Activists sound alarm over surge in suicides among Afghan women
ISTANBUL (AA): There has been a surge in Afghan women committing suicides ever since the Taliban’s imposition of restrictions on their education and work opportunities, NGOs claim.
Although concrete figures are hard to find, rights groups fear the issue may be bigger than is being reported.
A report by local channel Tolo News said there were 250 suicide attempts in the country over the last year – 188 of them were women and 62 men.
Maryam Marof Arwin, who heads a local NGO called Afghanistan Women and Children Strengthen Welfare Organization, said they receive reports of at least nine to 11 suicides by women every month, many of them young girls.
However, the actual number could be higher.
“Most of the suicides are in places such as Takhar, Kunduz, Bamyan, Badghis, Faryab, and Mazar-i-Sharif,” said Arwin.
‘Gender apartheid’
The main reason for the spike in suicides among women is their deteriorating living standards in Afghanistan, according to activists.
Other than restrictions on education and work, forced marriages, domestic violence and the general lack of social life adversely affect the mental health of Afghan women, NGOs claim.
Last year, Fawzia Koofi, the former deputy speaker of Afghanistan’s Parliament, told the UN Human Rights Council that Afghan women were taking their lives out of desperation.
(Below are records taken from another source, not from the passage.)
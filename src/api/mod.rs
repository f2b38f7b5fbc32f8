//! HTTP access to the CryptoDesk backend.
//!
//! `ApiClient` resolves paths against the configured base URL and attaches the
//! session's bearer token to every request. Typed endpoint calls live in
//! [`endpoints`].

mod endpoints;
mod error;

pub use endpoints::{Credentials, HealthStatus, RegisterRequest, TokenResponse, PLACEHOLDER_NAME};
pub use error::{ApiError, ErrorDetail, LocSegment, ValidationIssue};

use reqwest::header::{HeaderMap, AUTHORIZATION};
use reqwest::{Method, RequestBuilder};
use serde::de::DeserializeOwned;
use serde::Serialize;
use tracing::{debug, error};
use url::Url;

use crate::session::Session;

/// Request body encodings the backend accepts.
#[derive(Debug, Clone, PartialEq)]
pub enum RequestBody {
    /// Sent as `application/json`.
    Json(serde_json::Value),
    /// Sent as `application/x-www-form-urlencoded`.
    Form(Vec<(String, String)>),
}

impl RequestBody {
    pub fn json<T: Serialize + ?Sized>(value: &T) -> Result<Self, ApiError> {
        Ok(RequestBody::Json(serde_json::to_value(value)?))
    }

    pub fn form<K, V>(pairs: impl IntoIterator<Item = (K, V)>) -> Self
    where
        K: Into<String>,
        V: Into<String>,
    {
        RequestBody::Form(
            pairs
                .into_iter()
                .map(|(key, value)| (key.into(), value.into()))
                .collect(),
        )
    }
}

/// Token-bearing client for the backend REST API.
#[derive(Debug, Clone)]
pub struct ApiClient {
    base_url: Url,
    session: Session,
    http: reqwest::Client,
}

impl ApiClient {
    pub fn new(base_url: Url, session: Session) -> Self {
        Self {
            base_url,
            session,
            http: reqwest::Client::new(),
        }
    }

    /// Joins `path` onto the base URL with exactly one slash between them.
    pub fn url_for(&self, path: &str) -> String {
        format!(
            "{}/{}",
            self.base_url.as_str().trim_end_matches('/'),
            path.trim_start_matches('/')
        )
    }

    pub async fn get<T: DeserializeOwned>(&self, path: &str) -> Result<T, ApiError> {
        let bytes = self.send(Method::GET, path, None, None).await?;
        decode(path, &bytes)
    }

    pub async fn post<T: DeserializeOwned>(
        &self,
        path: &str,
        body: RequestBody,
        headers: Option<HeaderMap>,
    ) -> Result<T, ApiError> {
        let bytes = self.send(Method::POST, path, Some(body), headers).await?;
        decode(path, &bytes)
    }

    /// Sends a DELETE. Any response body is ignored.
    pub async fn delete(&self, path: &str) -> Result<(), ApiError> {
        self.send(Method::DELETE, path, None, None).await?;
        Ok(())
    }

    fn request(&self, method: Method, path: &str) -> RequestBuilder {
        let builder = self.http.request(method, self.url_for(path));
        match self.session.token() {
            Some(token) => builder.header(AUTHORIZATION, format!("Bearer {token}")),
            None => builder,
        }
    }

    async fn send(
        &self,
        method: Method,
        path: &str,
        body: Option<RequestBody>,
        headers: Option<HeaderMap>,
    ) -> Result<Vec<u8>, ApiError> {
        let url = self.url_for(path);
        debug!(%method, %url, "sending request");

        let mut builder = self.request(method.clone(), path);
        builder = match body {
            Some(RequestBody::Json(value)) => builder.json(&value),
            Some(RequestBody::Form(pairs)) => builder.form(&pairs),
            None => builder,
        };
        if let Some(headers) = headers {
            builder = builder.headers(headers);
        }

        let response = builder.send().await.map_err(|source| {
            error!(%method, %url, error = %source, "request failed without a response");
            ApiError::Transport {
                url: url.clone(),
                source,
            }
        })?;

        let status = response.status();
        let bytes = response
            .bytes()
            .await
            .map_err(|source| ApiError::Transport {
                url: url.clone(),
                source,
            })?;
        debug!(%method, %url, %status, len = bytes.len(), "received response");

        if !status.is_success() {
            let text = String::from_utf8_lossy(&bytes).into_owned();
            return Err(ApiError::Status {
                method: method.to_string(),
                path: path.to_string(),
                status,
                payload: serde_json::from_slice(&bytes).ok(),
                text,
            });
        }
        Ok(bytes.to_vec())
    }
}

/// Decodes a success body. An empty body reads as JSON `null`.
fn decode<T: DeserializeOwned>(path: &str, bytes: &[u8]) -> Result<T, ApiError> {
    let bytes = if bytes.iter().all(u8::is_ascii_whitespace) {
        b"null".as_slice()
    } else {
        bytes
    };
    serde_json::from_slice(bytes).map_err(|source| ApiError::Decode {
        path: path.to_string(),
        source,
    })
}
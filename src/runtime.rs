//! Effect execution and the terminal event loop.

use std::time::Duration;

use anyhow::{Context, Result};
use crossterm::event::{self, Event, KeyEventKind};
use ratatui::backend::Backend;
use ratatui::Terminal;
use tokio::runtime::Handle;
use tokio::sync::mpsc::{self, UnboundedReceiver, UnboundedSender};
use tracing::debug;

use crate::api::ApiClient;
use crate::app::{App, AppEvent, Effect, Outcome};
use crate::ui;

/// How long the loop waits for a key before checking for finished requests.
const TICK: Duration = Duration::from_millis(50);

/// Runs one effect against the backend.
pub async fn perform(client: &ApiClient, effect: Effect) -> Outcome {
    match effect {
        Effect::Login(credentials) => Outcome::LoggedIn(client.login(&credentials).await),
        Effect::Register(request) => Outcome::Registered(client.register(&request).await),
        Effect::LoadTasks => Outcome::TasksLoaded(client.list_tasks().await),
        Effect::CreateTask(task) => Outcome::TaskCreated(client.create_task(&task).await),
        Effect::DeleteTask(id) => Outcome::TaskDeleted {
            id,
            result: client.delete_task(id).await,
        },
    }
}

/// Spawns effects on the tokio runtime and routes their outcomes back to the loop.
pub struct Dispatcher {
    client: ApiClient,
    handle: Handle,
    tx: UnboundedSender<AppEvent>,
}

impl Dispatcher {
    pub fn new(client: ApiClient, handle: Handle) -> (Self, UnboundedReceiver<AppEvent>) {
        let (tx, rx) = mpsc::unbounded_channel();
        (Self { client, handle, tx }, rx)
    }

    /// Tags each effect with `generation` so stale outcomes can be dropped.
    pub fn dispatch(&self, generation: u64, effects: Vec<Effect>) {
        for effect in effects {
            debug!(generation, ?effect, "dispatching effect");
            let client = self.client.clone();
            let tx = self.tx.clone();
            self.handle.spawn(async move {
                let outcome = perform(&client, effect).await;
                // The receiver is gone only once the loop has exited.
                let _ = tx.send(AppEvent::Outcome {
                    generation,
                    outcome,
                });
            });
        }
    }
}

pub fn run<B: Backend>(
    terminal: &mut Terminal<B>,
    app: &mut App,
    dispatcher: &Dispatcher,
    mut outcomes: UnboundedReceiver<AppEvent>,
    initial: Vec<Effect>,
) -> Result<()> {
    dispatcher.dispatch(app.generation(), initial);

    while !app.should_quit() {
        terminal
            .draw(|frame| ui::render(frame, app))
            .context("Failed to draw frame")?;

        while let Ok(event) = outcomes.try_recv() {
            let effects = app.update(event);
            dispatcher.dispatch(app.generation(), effects);
        }

        if !event::poll(TICK).context("Failed to poll terminal events")? {
            continue;
        }
        if let Event::Key(key) = event::read().context("Failed to read terminal event")? {
            if key.kind != KeyEventKind::Press {
                continue;
            }
            if let Some(command) = ui::command_for(app, key) {
                let effects = app.update(AppEvent::Command(command));
                dispatcher.dispatch(app.generation(), effects);
            }
        }
    }
    Ok(())
}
“Every day, there are at least one or two women who commit suicide for the lack of opportunity, for the mental health, for the pressure they receive,” she said.
The interim Taliban administration, however, rejected the claims.
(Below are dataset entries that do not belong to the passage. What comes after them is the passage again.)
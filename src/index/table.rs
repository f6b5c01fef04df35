use std::collections::{BTreeMap, BTreeSet};
use std::ffi::OsString;
use std::fs;
use std::io::{Read, Write};
use std::path::{Path, PathBuf};

use serde::{Deserialize, Serialize};

use crate::checksum::checksum_iter;
use crate::constants::index::{ID_COLUMN, MANIFEST_EXTENSION, TMP_EXTENSION};
use crate::errors::IndexError;
use crate::schema::FieldSchema;
use crate::types::{ChecksumHex, DatasetId, FieldName, ItemId, SourceId, TypedRow};
use crate::value::RawValue;

/// One row of the index table.
#[derive(Clone, Debug, PartialEq)]
pub struct IndexRow {
    /// Item identifier (the `id` cell).
    pub item_id: ItemId,
    /// Schema-typed values in schema order.
    pub values: TypedRow,
    /// Item checksum: the source file checksum when one exists, else the
    /// checksum of the encoded cells.
    pub checksum: ChecksumHex,
    /// Whether the checksum comes from a source file.
    pub has_file: bool,
    /// False when a required field is missing.
    pub valid: bool,
}

impl IndexRow {
    /// Encoded cells in column order (`id` first).
    pub fn cells(&self, schema: &FieldSchema) -> Vec<String> {
        std::iter::once(self.item_id.clone())
            .chain(
                schema
                    .names()
                    .filter(|name| *name != ID_COLUMN)
                    .map(|name| self.values.get(name).map(|value| value.to_cell()).unwrap_or_default()),
            )
            .collect()
    }
}

/// Table header: `id` followed by the schema fields.
pub fn columns(schema: &FieldSchema) -> Vec<FieldName> {
    std::iter::once(ID_COLUMN.to_string())
        .chain(
            schema
                .names()
                .filter(|name| *name != ID_COLUMN)
                .map(str::to_string),
        )
        .collect()
}

/// Checksum of encoded cells; cells are unit-separated so shifting text
/// between cells changes the digest.
pub fn cells_checksum(cells: &[String]) -> ChecksumHex {
    checksum_iter(cells.iter().flat_map(|cell| [cell.as_bytes(), b"\x1f"]))
}

/// Write `rows` as CSV with a header.
pub fn write_table<W: Write>(
    writer: W,
    schema: &FieldSchema,
    rows: &[IndexRow],
) -> Result<(), IndexError> {
    let mut writer = csv::Writer::from_writer(writer);
    writer.write_record(columns(schema))?;
    for row in rows {
        writer.write_record(row.cells(schema))?;
    }
    writer.flush()?;
    Ok(())
}

/// Read a saved table, coercing every cell through `schema`. The header must
/// equal `columns(schema)`.
pub fn read_table<R: Read>(
    reader: R,
    schema: &FieldSchema,
) -> Result<Vec<(ItemId, TypedRow)>, IndexError> {
    let mut reader = csv::Reader::from_reader(reader);
    let expected = columns(schema);
    let headers: Vec<String> = reader.headers()?.iter().map(str::to_string).collect();
    if headers != expected {
        return Err(IndexError::Configuration(format!(
            "index header [{}] does not match schema columns [{}]",
            headers.join(", "),
            expected.join(", ")
        )));
    }
    let mut rows = Vec::new();
    for record in reader.records() {
        let record = record?;
        let mut cells = record.iter();
        let item_id = cells.next().unwrap_or_default().to_string();
        let mut values = TypedRow::with_capacity(schema.len());
        for field in schema.fields() {
            let cell = if field.name == ID_COLUMN {
                item_id.as_str()
            } else {
                cells.next().unwrap_or_default()
            };
            values.insert(field.name.clone(), field.coerce(&RawValue::from(cell))?);
        }
        rows.push((item_id, values));
    }
    Ok(rows)
}

/// Sidecar written next to the table.
#[derive(Clone, Debug, Default, PartialEq, Serialize, Deserialize)]
pub struct Manifest {
    /// Dataset the table belongs to.
    pub dataset_id: DatasetId,
    /// Table columns after `id`, in schema order.
    pub fields: Vec<FieldName>,
    /// Checksum over all item checksums.
    pub dataset_checksum: ChecksumHex,
    /// Per-item checksums.
    pub items: BTreeMap<ItemId, ChecksumHex>,
    /// Items whose checksum is a source file checksum.
    #[serde(default)]
    pub files: BTreeSet<ItemId>,
    /// Source fingerprints per item, used to detect changes between runs.
    #[serde(default)]
    pub fingerprints: BTreeMap<ItemId, BTreeMap<SourceId, ChecksumHex>>,
    /// Checksum of the table bytes this manifest was written with.
    #[serde(default)]
    pub table_checksum: ChecksumHex,
}

impl Manifest {
    /// Read a manifest file.
    pub fn load(path: &Path) -> Result<Self, IndexError> {
        let bytes = fs::read(path)?;
        Ok(serde_json::from_slice(&bytes)?)
    }

    /// Pretty JSON encoding.
    pub fn to_bytes(&self) -> Result<Vec<u8>, IndexError> {
        let mut bytes = serde_json::to_vec_pretty(self)?;
        bytes.push(b'\n');
        Ok(bytes)
    }
}

/// `<dir>/<stem>.manifest.json` for a table at `<dir>/<stem>.<ext>`.
pub fn manifest_path(table_path: &Path) -> PathBuf {
    let stem = table_path
        .file_stem()
        .map(|stem| stem.to_string_lossy().into_owned())
        .unwrap_or_default();
    table_path.with_file_name(format!("{stem}.{MANIFEST_EXTENSION}"))
}

/// Write `bytes` to `<path>.tmp`, then rename over `path`.
pub fn write_atomic(path: &Path, bytes: &[u8]) -> Result<(), IndexError> {
    if let Some(parent) = path.parent()
        && !parent.as_os_str().is_empty()
    {
        fs::create_dir_all(parent)?;
    }
    let mut tmp_name = path
        .file_name()
        .map(OsString::from)
        .unwrap_or_default();
    tmp_name.push(".");
    tmp_name.push(TMP_EXTENSION);
    let tmp_path = path.with_file_name(tmp_name);
    fs::write(&tmp_path, bytes)?;
    if let Err(err) = fs::rename(&tmp_path, path) {
        let _ = fs::remove_file(&tmp_path);
        return Err(err.into());
    }
    Ok(())
}

#[cfg(test)]
mod tests {
    use super::*;
    use crate::schema::{DType, FieldDef};
    use crate::value::TypedValue;
    use tempfile::tempdir;

    fn schema() -> FieldSchema {
        FieldSchema::new([
            FieldDef::new("title", DType::String).required(),
            FieldDef::new("year", DType::Int),
            FieldDef::new("tags", DType::StringList),
            FieldDef::new("sacred", DType::Boolean),
        ])
        .unwrap()
    }

    fn row(id: &str, title: &str) -> IndexRow {
        let mut values = TypedRow::new();
        values.insert("title".into(), TypedValue::String(title.into()));
        values.insert("year".into(), TypedValue::Int(1856));
        values.insert("tags".into(), TypedValue::StringList(vec!["a".into(), "b".into()]));
        values.insert("sacred".into(), TypedValue::Null);
        IndexRow {
            item_id: id.into(),
            values,
            checksum: String::new(),
            has_file: false,
            valid: true,
        }
    }

    #[test]
    fn writes_consumer_encoding_and_reads_it_back() {
        let schema = schema();
        let mut buffer = Vec::new();
        write_table(&mut buffer, &schema, &[row("1", "Der Mai")]).unwrap();
        let text = String::from_utf8(buffer.clone()).unwrap();
        assert_eq!(text, "id,title,year,tags,sacred\n1,Der Mai,1856,a|b,\n");

        let rows = read_table(buffer.as_slice(), &schema).unwrap();
        assert_eq!(rows[0].0, "1");
        assert_eq!(rows[0].1, row("1", "Der Mai").values);
    }

    #[test]
    fn header_mismatch_is_rejected() {
        let err = read_table("id,title\n1,x\n".as_bytes(), &schema()).unwrap_err();
        assert!(matches!(err, IndexError::Configuration(ref msg) if msg.contains("header")));
    }

    #[test]
    fn cell_boundaries_affect_checksum() {
        let left = cells_checksum(&["ab".into(), "c".into()]);
        let right = cells_checksum(&["a".into(), "bc".into()]);
        assert_ne!(left, right);
    }

    #[test]
    fn manifest_sits_next_to_table() {
        assert_eq!(
            manifest_path(Path::new("/data/erk/index.csv")),
            Path::new("/data/erk/index.manifest.json")
        );
    }

    #[test]
    fn atomic_write_replaces_and_leaves_no_temp_file() {
        let temp = tempdir().unwrap();
        let path = temp.path().join("out/index.csv");
        write_atomic(&path, b"first").unwrap();
        write_atomic(&path, b"second").unwrap();
        assert_eq!(fs::read_to_string(&path).unwrap(), "second");
        assert!(!temp.path().join("out/index.csv.tmp").exists());
    }
}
In a statement, Taliban spokesperson Zabihullah Mujahid accused the “United Nations and some Western institutions and governments” of spreading “propaganda that does not reflect reality.”
The Taliban follow an ultraconservative and deeply patriarchal interpretation of Islam which imposes restrictions on women. Most mainstream Islamic scholars reject any religious basis for such restrictions and advocate equal rights, fundamental human freedoms and protection for Afghan women within the ambit of religious values.